The pro day portion of the offseason is upon us, which means NFL prospects across the country will strap on the cleats and run through drills for NFL talent evaluators. One of the more popular pro day events is the 40-yard dash.

But is the 40-yard dash becoming obsolete? Is preparing to run in a straight line for a drill still relatable to football? Are the new GPS technologies football has adopted over the years a better measurement of play speed?

Technology has certainly enhanced the way NFL fans view the game, but also how teams can track player movements and use technology as an evaluation tool.

NFL player tracking, also known as Next Gen Stats, is the capture of real time location data, speed and acceleration for every player on every play. Sensors track tags placed on players' shoulder pads, charting individual movements.

These performance monitoring systems have shaped the way teams evaluate their players during workouts, practices and games, as they capture player data and convert it into usable statistics.

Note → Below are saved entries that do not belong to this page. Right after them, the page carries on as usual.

//! Raw instruction -> semantic summary.
//!
//! Dispatch is a tagged union over the program families the engine
//! understands; everything else is `Unknown`. A per-instruction layout
//! failure degrades to a placeholder summary and never aborts the
//! surrounding analysis.

pub mod system;
pub mod token;

use crate::registry::{
    ASSOCIATED_TOKEN_PROGRAM_ID, COMPUTE_BUDGET_PROGRAM_ID, MEMO_PROGRAM_ID, SYSTEM_PROGRAM_ID,
    TOKEN_2022_PROGRAM_ID, TOKEN_PROGRAM_ID,
};
use crate::types::{
    AnalysisContext, ApprovalAmount, AuthorityChange, InstructionSummary, InstructionType,
    ProgramRiskLevel, RawInstruction, TokenTransferSummary,
};

pub const LAMPORTS_PER_SOL: f64 = 1_000_000_000.0;

/// Program family an instruction dispatches on.
#[derive(Debug, Clone, Copy, PartialEq, Eq)]
pub enum ProgramFamily {
    System,
    Token,
    ComputeBudget,
    AssociatedTokenAccount,
    Memo,
    Unknown,
}

impl ProgramFamily {
    pub fn from_program_id(program_id: &str) -> Self {
        match program_id {
            SYSTEM_PROGRAM_ID => Self::System,
            TOKEN_PROGRAM_ID | TOKEN_2022_PROGRAM_ID => Self::Token,
            COMPUTE_BUDGET_PROGRAM_ID => Self::ComputeBudget,
            ASSOCIATED_TOKEN_PROGRAM_ID => Self::AssociatedTokenAccount,
            MEMO_PROGRAM_ID => Self::Memo,
            _ => Self::Unknown,
        }
    }
}

/// Everything the classifier extracted from one instruction.
#[derive(Debug, Clone)]
pub struct Classification {
    pub summary: InstructionSummary,
    pub token_transfer: Option<TokenTransferSummary>,
    pub authority_change: Option<AuthorityChange>,
    /// Lamports moved by System transfers; zero otherwise.
    pub lamports: u64,
    /// True when the registry had no entry for the program.
    pub registry_miss: bool,
}

pub fn classify_instruction(ix: &RawInstruction, ctx: &AnalysisContext) -> Classification {
    let info = ctx.registry.lookup(&ix.program_id);
    let registry_miss = info.is_none();
    let (program_name, program_risk) = match &info {
        Some(info) => (info.name.clone(), info.risk_level),
        None => ("Unknown Program".to_string(), ProgramRiskLevel::Unknown),
    };

    let mut classification = Classification {
        summary: InstructionSummary {
            program_id: ix.program_id.clone(),
            program_name,
            program_risk,
            kind: InstructionType::Unknown,
            description: String::new(),
            accounts: ix.account_keys.clone(),
            warnings: Vec::new(),
        },
        token_transfer: None,
        authority_change: None,
        lamports: 0,
        registry_miss,
    };

    match ProgramFamily::from_program_id(&ix.program_id) {
        ProgramFamily::System => classify_system(ix, &mut classification),
        ProgramFamily::Token => classify_token(ix, ctx, &mut classification),
        ProgramFamily::ComputeBudget => {
            classification.summary.kind = InstructionType::ComputeBudget;
            classification.summary.description = "Set compute budget limits".to_string();
        }
        ProgramFamily::AssociatedTokenAccount => {
            classification.summary.kind = InstructionType::CreateTokenAccount;
            classification.summary.description =
                "Create associated token account".to_string();
        }
        ProgramFamily::Memo => {
            classification.summary.kind = InstructionType::Unknown;
            classification.summary.description = "Attach memo".to_string();
        }
        ProgramFamily::Unknown => {
            classification.summary.description =
                format!("Unknown instruction for program {}", ix.program_id);
            if registry_miss && ctx.settings.warn_on_unknown_programs {
                classification
                    .summary
                    .warnings
                    .push("Program is not in the known-program registry".to_string());
            }
        }
    }

    classification
}

fn classify_system(ix: &RawInstruction, out: &mut Classification) {
    let summary = &mut out.summary;
    match system::decode(&ix.data) {
        Ok(system::SystemInstruction::Transfer { lamports })
        | Ok(system::SystemInstruction::TransferWithSeed { lamports }) => {
            let sol = lamports as f64 / LAMPORTS_PER_SOL;
            summary.kind = InstructionType::SolTransfer;
            summary.description = format!(
                "Transfer {sol} SOL from {} to {}",
                account(ix, 0),
                account(ix, 1)
            );
            out.lamports = lamports;
        }
        Ok(system::SystemInstruction::CreateAccount { lamports }) => {
            let sol = lamports as f64 / LAMPORTS_PER_SOL;
            summary.kind = InstructionType::CreateAccount;
            summary.description = format!("Create account {} funded with {sol} SOL", account(ix, 1));
        }
        Ok(system::SystemInstruction::CreateAccountWithSeed) => {
            summary.kind = InstructionType::CreateAccount;
            summary.description = "Create account with seed".to_string();
        }
        Ok(system::SystemInstruction::Assign)
        | Ok(system::SystemInstruction::AssignWithSeed) => {
            summary.kind = InstructionType::Assign;
            summary.description = format!("Assign account {} to a program", account(ix, 0));
        }
        Ok(system::SystemInstruction::Allocate)
        | Ok(system::SystemInstruction::AllocateWithSeed) => {
            summary.kind = InstructionType::Allocate;
            summary.description = format!("Allocate space for account {}", account(ix, 0));
        }
        Ok(system::SystemInstruction::AdvanceNonce)
        | Ok(system::SystemInstruction::WithdrawNonce { .. })
        | Ok(system::SystemInstruction::InitializeNonce)
        | Ok(system::SystemInstruction::AuthorizeNonce) => {
            summary.kind = InstructionType::NonceOperation;
            summary.description = "Durable nonce operation".to_string();
        }
        Err(e) => placeholder(summary, "System Program", &e),
    }
}

fn classify_token(ix: &RawInstruction, ctx: &AnalysisContext, out: &mut Classification) {
    match token::decode(&ix.data) {
        Ok(decoded) => apply_token(ix, ctx, decoded, out),
        Err(e) => placeholder(&mut out.summary, "SPL Token", &e),
    }
}

fn apply_token(
    ix: &RawInstruction,
    ctx: &AnalysisContext,
    decoded: token::TokenInstruction,
    out: &mut Classification,
) {
    use token::TokenInstruction as T;

    let summary = &mut out.summary;
    match decoded {
        T::Transfer { amount } => {
            summary.kind = InstructionType::TokenTransfer;
            summary.description = format!(
                "Transfer {amount} tokens from {} to {}",
                account(ix, 0),
                account(ix, 1)
            );
            out.token_transfer = Some(TokenTransferSummary {
                mint: None,
                amount: amount as f64,
                raw_amount: amount,
                source: account(ix, 0),
                destination: account(ix, 1),
                is_approval: false,
                approval: None,
            });
        }
        T::TransferChecked { amount, decimals } => {
            let display = token::scale_amount(amount, decimals);
            summary.kind = InstructionType::TokenTransfer;
            summary.description = format!(
                "Transfer {display} tokens of mint {} to {}",
                account(ix, 1),
                account(ix, 2)
            );
            out.token_transfer = Some(TokenTransferSummary {
                mint: Some(account(ix, 1)),
                amount: display,
                raw_amount: amount,
                source: account(ix, 0),
                destination: account(ix, 2),
                is_approval: false,
                approval: None,
            });
        }
        T::Approve { approval } => {
            summary.kind = InstructionType::TokenApprove;
            summary.description = approve_description(approval, &account(ix, 1));
            out.token_transfer = Some(approval_summary(
                approval,
                None,
                account(ix, 0),
                account(ix, 1),
            ));
        }
        T::ApproveChecked { approval, decimals } => {
            summary.kind = InstructionType::TokenApprove;
            summary.description = approve_description(approval, &account(ix, 2));
            let mut transfer = approval_summary(
                approval,
                Some(account(ix, 1)),
                account(ix, 0),
                account(ix, 2),
            );
            if let ApprovalAmount::Bounded(raw) = approval {
                transfer.amount = token::scale_amount(raw, decimals);
            }
            out.token_transfer = Some(transfer);
        }
        T::Revoke => {
            summary.kind = InstructionType::TokenRevoke;
            summary.description = format!("Revoke delegate on {}", account(ix, 0));
        }
        T::SetAuthority {
            kind,
            new_authority,
        } => {
            summary.kind = InstructionType::SetAuthority;
            let target = account(ix, 0);
            summary.description = match &new_authority {
                Some(addr) => format!("Change {kind} authority of {target} to {addr}"),
                None => format!("Remove {kind} authority of {target}"),
            };
            let is_wallet_authority = matches!(
                (ctx.wallet_address, new_authority.as_deref()),
                (Some(wallet), Some(addr)) if wallet == addr
            );
            out.authority_change = Some(AuthorityChange {
                kind,
                account: target,
                new_authority,
                is_wallet_authority,
            });
        }
        T::MintTo { amount } | T::MintToChecked { amount, .. } => {
            summary.kind = InstructionType::MintTo;
            summary.description = format!("Mint {amount} tokens to {}", account(ix, 1));
        }
        T::Burn { amount } | T::BurnChecked { amount, .. } => {
            summary.kind = InstructionType::Burn;
            summary.description = format!("Burn {amount} tokens from {}", account(ix, 0));
        }
        T::CloseAccount => {
            summary.kind = InstructionType::CloseAccount;
            summary.description = format!(
                "Close token account {} and send rent to {}",
                account(ix, 0),
                account(ix, 1)
            );
        }
        T::FreezeAccount => {
            summary.kind = InstructionType::FreezeAccount;
            summary.description = format!("Freeze token account {}", account(ix, 0));
        }
        T::ThawAccount => {
            summary.kind = InstructionType::ThawAccount;
            summary.description = format!("Thaw token account {}", account(ix, 0));
        }
        T::InitializeMint => {
            summary.kind = InstructionType::InitializeMint;
            summary.description = format!("Initialize mint {}", account(ix, 0));
        }
        T::InitializeAccount | T::InitializeMultisig => {
            summary.kind = InstructionType::InitializeAccount;
            summary.description = format!("Initialize token account {}", account(ix, 0));
        }
    }
}

fn approve_description(approval: ApprovalAmount, delegate: &str) -> String {
    match approval {
        ApprovalAmount::Bounded(amount) => {
            format!("Approve delegate {delegate} for {amount} tokens")
        }
        ApprovalAmount::Unlimited => {
            format!("Approve delegate {delegate} for UNLIMITED tokens")
        }
    }
}

fn approval_summary(
    approval: ApprovalAmount,
    mint: Option<String>,
    source: String,
    delegate: String,
) -> TokenTransferSummary {
    let raw_amount = match approval {
        ApprovalAmount::Bounded(raw) => raw,
        ApprovalAmount::Unlimited => u64::MAX,
    };
    TokenTransferSummary {
        mint,
        amount: raw_amount as f64,
        raw_amount,
        source,
        destination: delegate,
        is_approval: true,
        approval: Some(approval),
    }
}

fn placeholder(summary: &mut InstructionSummary, program: &str, error: &crate::error::Error) {
    tracing::debug!(program, %error, "instruction layout mismatch, using placeholder");
    summary.kind = InstructionType::Unknown;
    summary.description = format!("{program} instruction with unreadable data");
    summary
        .warnings
        .push("Instruction data did not match the expected layout".to_string());
}

fn account(ix: &RawInstruction, idx: usize) -> String {
    ix.account_keys
        .get(idx)
        .cloned()
        .unwrap_or_else(|| "unknown".to_string())
}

Those statistics have become popular amongst media outlets and fans, especially the ones that calculate the top speed a player reaches during a particular play or the average distance of separation between a pass catcher and defender.

Those are useful tools NFL teams have added to their evaluation process, and while they're making their way into the college game as well, Lions general manager Brad Holmes said recently that it will never completely replace some of the old-school testing conducted by the NFL – like the 40-yard dash. Instead, Holmes said good talent evaluators use all the tools available to them.

"I'm not sure about actually removing the 40-yard dash time because I truly believe that it can confirm things that you may think from a play speed standpoint," Holmes said. "If you think that a player is fast on film, and then if he runs a fast 40, then obviously you can lean on that and say, 'OK, alright, that actually lines up to what I was thinking.'

"When it's the opposite, when you don't think that a player is that fast on film and then you see him running a fast 40-yard dash time, you shouldn't ignore that. You actually should use that to go back and look at and be sure like, 'I wasn't really expecting that, but let's just be sure.'

"Let's actually look and see why the data is actually saying that versus what your eyes are seeing. I think the more that you dive into that, I think you'll actually come up with the answer in terms of exactly what you're asking for about speed, whether it be 40-yard dashes or GPS timing. At the end of the day, we're looking at play speed and reliability to how fast a guy's playing football."